- **WORK INSTRUCTIONS**
From the top of the entries below through the line containing "Auth API calls", return every line exactly as written, please, and stop there.

===

//! # API crate: HTTP client for the hosted Daybook backend
//!
//! Implements the backend contract of the `store` crate ([`store::AuthBackend`] and
//! [`store::RecordStore`]) against a hosted auth + table service.
//!
//! ## Modules
//!
//! | Module | Purpose |
//! |--------|---------|
//! | [`auth`] | Auth API calls (sign in/up/out, password reset and update, refresh), [`BackendConfig`] from env, [`SessionFile`] persistence |
//! | [`client`] | [`HttpBackend`]: shared HTTP client, header handling, session state and change broadcast |
//! | [`rest`] | Table API calls: filtered single and list reads, insert, update-by-id, upsert |
//! | [`error`] | [`ConfigError`] for client construction |
//!
//! ## Typical setup
//!
//! ```no_run
//! use api::{BackendConfig, HttpBackend, SessionFile};
//!
//! # fn main() -> Result<(), api::ConfigError> {
//! let backend = HttpBackend::new(BackendConfig::from_env()?)?
//!     .with_session_file(SessionFile::default_location());
//! # let _ = backend;
//! # Ok(())
//! # }
//! ```

pub mod auth;
pub mod client;
pub mod error;
pub mod rest;

pub use auth::{BackendConfig, SessionFile};
pub use client::HttpBackend;
pub use error::ConfigError;
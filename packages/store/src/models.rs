//! # Domain models for identities, sessions and daily records
//!
//! Defines the data structures exchanged with the backend collaborator. Every type
//! is `Serialize + Deserialize` so it can travel over the HTTP API, live as a JSON
//! row in [`crate::MemoryBackend`], or be persisted in a session file.
//!
//! ## Types
//!
//! | Struct | Represents |
//! |--------|-----------|
//! | [`AuthUser`] | The user object carried by a backend session: id, email, and free-form signup metadata. |
//! | [`AuthSession`] | An issued session: access/refresh tokens, expiry, and the [`AuthUser`] it belongs to. |
//! | [`AuthEvent`] | A session-change notification (`SIGNED_IN`, `SIGNED_OUT`, ...) with the session payload, if any. |
//! | [`Identity`] | The fields the UI shows for the signed-in user, derived from an [`AuthUser`]. |
//! | [`DailyRecord`] | One free-text entry for a `(user_id, date)` pair, as stored in a record table. |
//! | [`Profile`] | The row written to the `profiles` table when an account is created. |
//!
//! [`RecordKind`] names the two daily-record tables (`journal_entries` and
//! `book_reviews`); both share the [`DailyRecord`] shape.

use chrono::{DateTime, NaiveDate, Utc};
use serde::{Deserialize, Serialize};

/// Profile metadata attached to an account at signup.
#[derive(Clone, Debug, Default, PartialEq, Serialize, Deserialize)]
pub struct UserMetadata {
    #[serde(default, skip_serializing_if = "Option::is_none")]
    pub name: Option<String>,
    #[serde(default, skip_serializing_if = "Option::is_none")]
    pub phone: Option<String>,
}

/// User object as returned by the auth API.
#[derive(Clone, Debug, PartialEq, Serialize, Deserialize)]
pub struct AuthUser {
    pub id: String,
    #[serde(default)]
    pub email: Option<String>,
    #[serde(default)]
    pub phone: Option<String>,
    #[serde(default)]
    pub user_metadata: UserMetadata,
}

/// An authenticated session issued by the backend.
#[derive(Clone, Debug, PartialEq, Serialize, Deserialize)]
pub struct AuthSession {
    pub access_token: String,
    #[serde(default)]
    pub refresh_token: Option<String>,
    /// Absolute expiry, if the backend reported one.
    #[serde(default)]
    pub expires_at: Option<DateTime<Utc>>,
    pub user: AuthUser,
}

impl AuthSession {
    pub fn is_expired(&self, now: DateTime<Utc>) -> bool {
        self.expires_at.is_some_and(|at| at <= now)
    }
}

/// Kind of session-change notification.
#[derive(Clone, Copy, Debug, PartialEq, Eq, Serialize, Deserialize)]
#[serde(rename_all = "SCREAMING_SNAKE_CASE")]
pub enum AuthEventKind {
    SignedIn,
    SignedOut,
    TokenRefreshed,
    UserUpdated,
}

/// A session-change notification broadcast by an [`crate::AuthBackend`].
#[derive(Clone, Debug, PartialEq)]
pub struct AuthEvent {
    pub kind: AuthEventKind,
    pub session: Option<AuthSession>,
}

impl AuthEvent {
    pub fn new(kind: AuthEventKind, session: Option<AuthSession>) -> Self {
        Self { kind, session }
    }
}

/// Result of a successful signup call.
#[derive(Clone, Debug, PartialEq)]
pub struct SignUpResponse {
    pub user: AuthUser,
    /// `None` while the backend waits for email confirmation.
    pub session: Option<AuthSession>,
}

/// The signed-in user as the UI sees it.
#[derive(Clone, Debug, PartialEq, Eq, Serialize, Deserialize)]
pub struct Identity {
    pub id: String,
    pub name: String,
    pub email: String,
    pub phone: Option<String>,
}

impl Identity {
    /// Derive an identity from a session user.
    ///
    /// The display name comes from the signup metadata and falls back to the
    /// local part of the email address.
    pub fn from_user(user: &AuthUser) -> Self {
        let email = user.email.clone().unwrap_or_default();
        let name = user
            .user_metadata
            .name
            .as_deref()
            .map(str::trim)
            .filter(|n| !n.is_empty())
            .map(str::to_string)
            .unwrap_or_else(|| email_local_part(&email).to_string());
        let phone = user
            .user_metadata
            .phone
            .clone()
            .or_else(|| user.phone.clone())
            .filter(|p| !p.is_empty());

        Self {
            id: user.id.clone(),
            name,
            email,
            phone,
        }
    }

    pub fn from_session(session: &AuthSession) -> Self {
        Self::from_user(&session.user)
    }
}

fn email_local_part(email: &str) -> &str {
    email.split('@').next().unwrap_or(email)
}

/// The two kinds of per-day records.
#[derive(Clone, Copy, Debug, PartialEq, Eq, Hash)]
pub enum RecordKind {
    JournalEntry,
    BookReview,
}

impl RecordKind {
    /// Backend table holding records of this kind.
    pub fn table(&self) -> &'static str {
        match self {
            RecordKind::JournalEntry => "journal_entries",
            RecordKind::BookReview => "book_reviews",
        }
    }

    /// Human-readable label used in notifications.
    pub fn label(&self) -> &'static str {
        match self {
            RecordKind::JournalEntry => "Journal entry",
            RecordKind::BookReview => "Book review",
        }
    }
}

/// A daily record row: at most one per `(user_id, date)`.
#[derive(Clone, Debug, PartialEq, Eq, Serialize, Deserialize)]
pub struct DailyRecord {
    /// Backend-assigned id
    pub id: String,
    pub user_id: String,
    /// Serialised as `YYYY-MM-DD`
    pub date: NaiveDate,
    pub text: String,
}

/// Insert payload for a daily record; the backend assigns the id.
#[derive(Clone, Debug, PartialEq, Serialize, Deserialize)]
pub struct NewDailyRecord {
    pub user_id: String,
    pub date: NaiveDate,
    pub text: String,
}

/// Patch payload used when a record for the day already exists.
#[derive(Clone, Debug, PartialEq, Serialize, Deserialize)]
pub struct DailyRecordText {
    pub text: String,
}

/// Row of the `profiles` table.
#[derive(Clone, Debug, PartialEq, Serialize, Deserialize)]
pub struct Profile {
    pub id: String,
    pub name: String,
    pub email: String,
    #[serde(default)]
    pub phone: Option<String>,
}

impl Profile {
    pub const TABLE: &'static str = "profiles";

    pub fn for_identity(identity: &Identity) -> Self {
        Self {
            id: identity.id.clone(),
            name: identity.name.clone(),
            email: identity.email.clone(),
            phone: identity.phone.clone(),
        }
    }
}

#[cfg(test)]
mod tests {
    use super::*;

    fn user(name: Option<&str>, email: &str) -> AuthUser {
        AuthUser {
            id: "u1".to_string(),
            email: Some(email.to_string()),
            phone: None,
            user_metadata: UserMetadata {
                name: name.map(str::to_string),
                phone: Some("555-0100".to_string()),
            },
        }
    }

    #[test]
    fn test_identity_uses_metadata_name() {
        let identity = Identity::from_user(&user(Some("Ada"), "ada@example.com"));
        assert_eq!(identity.name, "Ada");
        assert_eq!(identity.email, "ada@example.com");
        assert_eq!(identity.phone.as_deref(), Some("555-0100"));
    }

    #[test]
    fn test_identity_defaults_name_to_email_local_part() {
        let identity = Identity::from_user(&user(None, "reader@example.com"));
        assert_eq!(identity.name, "reader");

        let identity = Identity::from_user(&user(Some("   "), "blank@example.com"));
        assert_eq!(identity.name, "blank");
    }

    #[test]
    fn test_daily_record_date_is_iso_day() {
        let record = DailyRecord {
            id: "r1".to_string(),
            user_id: "u1".to_string(),
            date: NaiveDate::from_ymd_opt(2024, 1, 15).unwrap(),
            text: "Finished chapter 3".to_string(),
        };
        let json = serde_json::to_value(&record).unwrap();
        assert_eq!(json["date"], "2024-01-15");
        assert_eq!(json["user_id"], "u1");
    }

    #[test]
    fn test_record_kind_tables() {
        assert_eq!(RecordKind::JournalEntry.table(), "journal_entries");
        assert_eq!(RecordKind::BookReview.table(), "book_reviews");
    }

    #[test]
    fn test_auth_event_kind_wire_names() {
        let json = serde_json::to_string(&AuthEventKind::SignedIn).unwrap();
        assert_eq!(json, "\"SIGNED_IN\"");
    }
}
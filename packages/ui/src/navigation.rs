//! Route transitions requested by the services.

use std::fmt;
use std::sync::{Arc, Mutex};

/// Screens the services navigate to.
#[derive(Clone, Copy, Debug, PartialEq, Eq)]
pub enum Route {
    Login,
    Dashboard,
    ResetPassword,
}

impl Route {
    pub fn path(&self) -> &'static str {
        match self {
            Route::Login => "/login",
            Route::Dashboard => "/dashboard",
            Route::ResetPassword => "/reset-password",
        }
    }
}

impl fmt::Display for Route {
    fn fmt(&self, f: &mut fmt::Formatter<'_>) -> fmt::Result {
        f.write_str(self.path())
    }
}

/// Client-side router the services drive.
pub trait Navigator: Send + Sync {
    fn navigate(&self, route: Route);
}

/// Navigator that only records transitions. Used by tests and by frontends
/// that poll for the current screen.
#[derive(Clone, Debug, Default)]
pub struct HistoryNavigator {
    history: Arc<Mutex<Vec<Route>>>,
}

impl HistoryNavigator {
    pub fn new() -> Self {
        Self::default()
    }

    pub fn current(&self) -> Option<Route> {
        self.history
            .lock()
            .unwrap_or_else(|e| e.into_inner())
            .last()
            .copied()
    }

    pub fn history(&self) -> Vec<Route> {
        self.history
            .lock()
            .unwrap_or_else(|e| e.into_inner())
            .clone()
    }
}

impl Navigator for HistoryNavigator {
    fn navigate(&self, route: Route) {
        tracing::debug!(path = route.path(), "navigate");
        self.history
            .lock()
            .unwrap_or_else(|e| e.into_inner())
            .push(route);
    }
}
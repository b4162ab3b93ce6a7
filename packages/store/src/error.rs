//! Backend error types.

use thiserror::Error;

/// PostgREST code for "the result contains 0 rows" on a single-object request.
pub const NO_ROWS_CODE: &str = "PGRST116";

/// Errors reported by an [`crate::AuthBackend`] or [`crate::RecordStore`].
#[derive(Debug, Clone, PartialEq, Error)]
pub enum BackendError {
    /// Credentials rejected, token invalid, or another auth API failure
    #[error("{message}")]
    Auth { status: Option<u16>, message: String },

    /// Signup with an email that already has an account
    #[error("User already registered")]
    UserAlreadyRegistered,

    /// Operation requires a session and none is active
    #[error("not authenticated")]
    NotAuthenticated,

    /// Table API returned an error body
    #[error("{message}")]
    Api {
        status: u16,
        code: Option<String>,
        message: String,
    },

    /// Connection, timeout or other transport failure
    #[error("network error: {0}")]
    Transport(String),

    /// Response body could not be decoded
    #[error("malformed response: {0}")]
    Decode(String),

    /// Failure injected by a test backend
    #[error("{0}")]
    Injected(String),
}

impl BackendError {
    pub fn auth(message: impl Into<String>) -> Self {
        BackendError::Auth {
            status: None,
            message: message.into(),
        }
    }
}

impl From<serde_json::Error> for BackendError {
    fn from(err: serde_json::Error) -> Self {
        BackendError::Decode(err.to_string())
    }
}

/// Result type for backend operations.
pub type Result<T> = std::result::Result<T, BackendError>;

===

- **TASK RESULT**
//! # API crate: HTTP client for the hosted Daybook backend
//!
//! Implements the backend contract of the `store` crate ([`store::AuthBackend`] and
//! [`store::RecordStore`]) against a hosted auth + table service.
//!
//! ## Modules
//!
//! | Module | Purpose |
//! |--------|---------|
//! | [`auth`] | Auth API calls (sign in/up/out, password reset and update, refresh), [`BackendConfig`] from env, [`SessionFile`] persistence |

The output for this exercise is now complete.